We readers are given a detailed account of the brothers’ visit as it unfolds, with a focus on the verbal exchange with Joseph. Joseph’s manner and words reflect animus towards his brothers as he recalls some very difficult moments in his life. Then, when sharing with their father, Jacob, their account of their experience, the brothers’ retelling of what took place in Egypt diverges from what happened earlier in the chapter. The modifications, additions, and omissions are all quite revealing of the mindset of the brothers. It seems to me, reflecting on what might be seen as an innocent omission, that they failed to fully comprehend the harm they had caused Joseph.   

When Jacob sends the brothers to fulfill the important task of travelling to Egypt to procure food for the family, he does not recognize that once again, as was the case with Joseph years earlier, his sending sons away would result in having one fewer son present in his household.

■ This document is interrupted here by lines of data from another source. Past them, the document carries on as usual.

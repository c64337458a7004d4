//! Configuration module
//!
//! Settings come from a TOML file (default
//! `~/.config/event-access/config.toml`). Every field has a default, so a
//! missing file or a partial file is fine.

use std::path::{Path, PathBuf};

use serde::{Deserialize, Serialize};
use thiserror::Error;

use crate::infrastructure::crypto::password::{MAX_COST, MIN_COST};
use crate::infrastructure::{DatabaseConfig, JwtConfig};

/// Built-in signing secret; only fit for local runs
pub const DEFAULT_JWT_SECRET: &str = "super-secret-key-change-in-production";

/// Longest accepted token lifetime (ten years)
pub const MAX_JWT_EXPIRATION_HOURS: i64 = 87_600;

#[derive(Debug, Error)]
pub enum ConfigError {
    #[error("Failed to read config file {path}: {source}")]
    Io {
        path: PathBuf,
        #[source]
        source: std::io::Error,
    },

    #[error("Failed to parse config file: {0}")]
    Parse(#[from] toml::de::Error),

    #[error("Invalid configuration: {0}")]
    Invalid(String),
}

/// Default config location: `<config dir>/event-access/config.toml`
pub fn default_config_path() -> PathBuf {
    dirs_next::config_dir()
        .unwrap_or_else(|| PathBuf::from("."))
        .join("event-access")
        .join("config.toml")
}

#[derive(Debug, Clone, Default, Serialize, Deserialize)]
#[serde(default)]
pub struct AppConfig {
    pub server: ServerConfig,
    pub database: DatabaseSettings,
    pub security: SecurityConfig,
    pub logging: LoggingConfig,
    pub roles: RolesConfig,
}

#[derive(Debug, Clone, Serialize, Deserialize)]
#[serde(default)]
pub struct ServerConfig {
    pub host: String,
    pub port: u16,
    /// Seconds to wait for in-flight requests on shutdown
    pub shutdown_timeout: u64,
}

impl Default for ServerConfig {
    fn default() -> Self {
        Self {
            host: "0.0.0.0".to_string(),
            port: 8080,
            shutdown_timeout: 30,
        }
    }
}

impl ServerConfig {
    pub fn address(&self) -> String {
        format!("{}:{}", self.host, self.port)
    }
}

#[derive(Debug, Clone, Serialize, Deserialize)]
#[serde(default)]
pub struct DatabaseSettings {
    pub url: String,
    pub max_connections: u32,
}

impl Default for DatabaseSettings {
    fn default() -> Self {
        let defaults = DatabaseConfig::default();
        Self {
            url: defaults.url,
            max_connections: defaults.max_connections,
        }
    }
}

impl DatabaseSettings {
    pub fn to_database_config(&self) -> DatabaseConfig {
        DatabaseConfig {
            url: self.url.clone(),
            max_connections: self.max_connections,
        }
    }
}

#[derive(Clone, Serialize, Deserialize)]
#[serde(default)]
pub struct SecurityConfig {
    pub jwt_secret: String,
    pub jwt_expiration_hours: i64,
    pub jwt_issuer: String,
    pub bcrypt_cost: u32,
}

impl Default for SecurityConfig {
    fn default() -> Self {
        Self {
            jwt_secret: DEFAULT_JWT_SECRET.to_string(),
            jwt_expiration_hours: 24,
            jwt_issuer: "event-access".to_string(),
            bcrypt_cost: bcrypt::DEFAULT_COST,
        }
    }
}

// Keeps the secret out of logs and `--check` output
impl std::fmt::Debug for SecurityConfig {
    fn fmt(&self, f: &mut std::fmt::Formatter<'_>) -> std::fmt::Result {
        f.debug_struct("SecurityConfig")
            .field("jwt_secret", &"<redacted>")
            .field("jwt_expiration_hours", &self.jwt_expiration_hours)
            .field("jwt_issuer", &self.jwt_issuer)
            .field("bcrypt_cost", &self.bcrypt_cost)
            .finish()
    }
}

impl SecurityConfig {
    /// Tokens signed with the built-in secret can be forged by anyone.
    pub fn uses_default_secret(&self) -> bool {
        self.jwt_secret == DEFAULT_JWT_SECRET
    }

    pub fn jwt_config(&self) -> JwtConfig {
        JwtConfig {
            secret: self.jwt_secret.clone(),
            expiration_hours: self.jwt_expiration_hours,
            issuer: self.jwt_issuer.clone(),
        }
    }
}

#[derive(Debug, Clone, Copy, PartialEq, Eq, Serialize, Deserialize, Default)]
#[serde(rename_all = "lowercase")]
pub enum LogFormat {
    #[default]
    Pretty,
    Json,
}

#[derive(Debug, Clone, Serialize, Deserialize)]
#[serde(default)]
pub struct LoggingConfig {
    pub level: String,
    pub format: LogFormat,
}

impl Default for LoggingConfig {
    fn default() -> Self {
        Self {
            level: "info".to_string(),
            format: LogFormat::Pretty,
        }
    }
}

#[derive(Debug, Clone, Serialize, Deserialize)]
#[serde(default)]
pub struct RolesConfig {
    /// Roles created at startup when missing
    pub seed: Vec<String>,
}

impl Default for RolesConfig {
    fn default() -> Self {
        Self {
            seed: vec!["USER".to_string(), "ADMIN".to_string()],
        }
    }
}

impl AppConfig {
    /// Load from `path`. A missing file yields the defaults.
    pub fn load(path: &Path) -> Result<Self, ConfigError> {
        if !path.exists() {
            return Ok(Self::default());
        }

        let raw = std::fs::read_to_string(path).map_err(|source| ConfigError::Io {
            path: path.to_path_buf(),
            source,
        })?;
        Self::from_toml(&raw)
    }

    pub fn from_toml(raw: &str) -> Result<Self, ConfigError> {
        let config: Self = toml::from_str(raw)?;
        config.validate()?;
        Ok(config)
    }

    pub fn validate(&self) -> Result<(), ConfigError> {
        if self.security.jwt_secret.is_empty() {
            return Err(ConfigError::Invalid("security.jwt_secret must not be empty".into()));
        }
        if !(1..=MAX_JWT_EXPIRATION_HOURS).contains(&self.security.jwt_expiration_hours) {
            return Err(ConfigError::Invalid(format!(
                "security.jwt_expiration_hours must be between 1 and {}",
                MAX_JWT_EXPIRATION_HOURS
            )));
        }
        if !(MIN_COST..=MAX_COST).contains(&self.security.bcrypt_cost) {
            return Err(ConfigError::Invalid(format!(
                "security.bcrypt_cost must be between {} and {}",
                MIN_COST, MAX_COST
            )));
        }
        if self.database.max_connections == 0 {
            return Err(ConfigError::Invalid(
                "database.max_connections must be at least 1".into(),
            ));
        }
        Ok(())
    }
}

Upon reaching Egypt, the brothers’ identity becomes immediately known to Joseph:

וַיַּ֥רְא יוֹסֵ֛ף אֶת־אֶחָ֖יו וַיַּכִּרֵ֑ם וַיִּתְנַכֵּ֨ר אֲלֵיהֶ֜ם וַיְדַבֵּ֧ר אִתָּ֣ם קָשׁ֗וֹת וַיֹּ֤אמֶר אֲלֵהֶם֙ מֵאַ֣יִן בָּאתֶ֔ם וַיֹּ֣אמְר֔וּ מֵאֶ֥רֶץ כְּנַ֖עַן לִשְׁבׇּר־אֹֽכֶל׃

“When Joseph saw his brothers, he recognized them; but he acted like a stranger toward them and spoke harshly to them. He asked them, ‘Where do you come from?’ And they said, ‘From the Land of Canaan, to procure food.’” (Gen. 42:7)

The brothers answer the question “Where do you come from?” rather tersely, saying, “From the Land of Canaan.” They then offer additional information: “To procure food.” Joseph ignores this claim and accuses them of being spies. But before this accusation, the narrator introduces an internal revelation experienced by Joseph:     וַיִּזְכֹּ֣ר יוֹסֵ֔ף אֵ֚ת הַחֲלֹמ֔וֹת אֲשֶׁ֥ר חָלַ֖ם לָהֶ֑ם “And Joseph remembered the dreams that he had dreamed about them” (ibid, v.9).

What exactly did Joseph recall? It seems that Joseph did more than just remember his dreams. Possibly he recalled being doted upon as his father’s favorite, as a result of which his brothers came to hate him and wouldn’t speak a civil word to him. Perhaps he remembered the humiliation he suffered at the hands of his brothers, including when he found them in Dotan and they stripped him of his coat and threw him into a pit in spite of his pleas (ibid, v.21). He very likely thought about how he was drawn from the pit, sold to travelling nomads, brought to Egypt, and sold to Potiphar, a respected dignitary in Pharaoh’s court. And he likely recalled how he became the object of Potiphar’s wife’s sexual interest, resulting in another humiliating scene where he left his clothes in her hands as he ran away to escape her advances. 

Note that among the memories connected to his dreams are two incidents in which he had been left naked. It is no wonder that his accusation toward his brothers of being spies is accompanied by his claim that they are looking to “see the nakedness of the land” וַיֹּ֤אמֶר אֲלֵהֶם֙ מְרַגְּלִ֣ים אַתֶּ֔ם לִרְא֛וֹת אֶת־עֶרְוַ֥ת הָאָ֖רֶץ בָּאתֶֽם׃ “He said to them, ‘You are spies! You have come to see the land in its nakedness!’” (ibid, v.9). Joseph has “nakedness” on the brain, and this accusation against his brothers reflects his mindset. 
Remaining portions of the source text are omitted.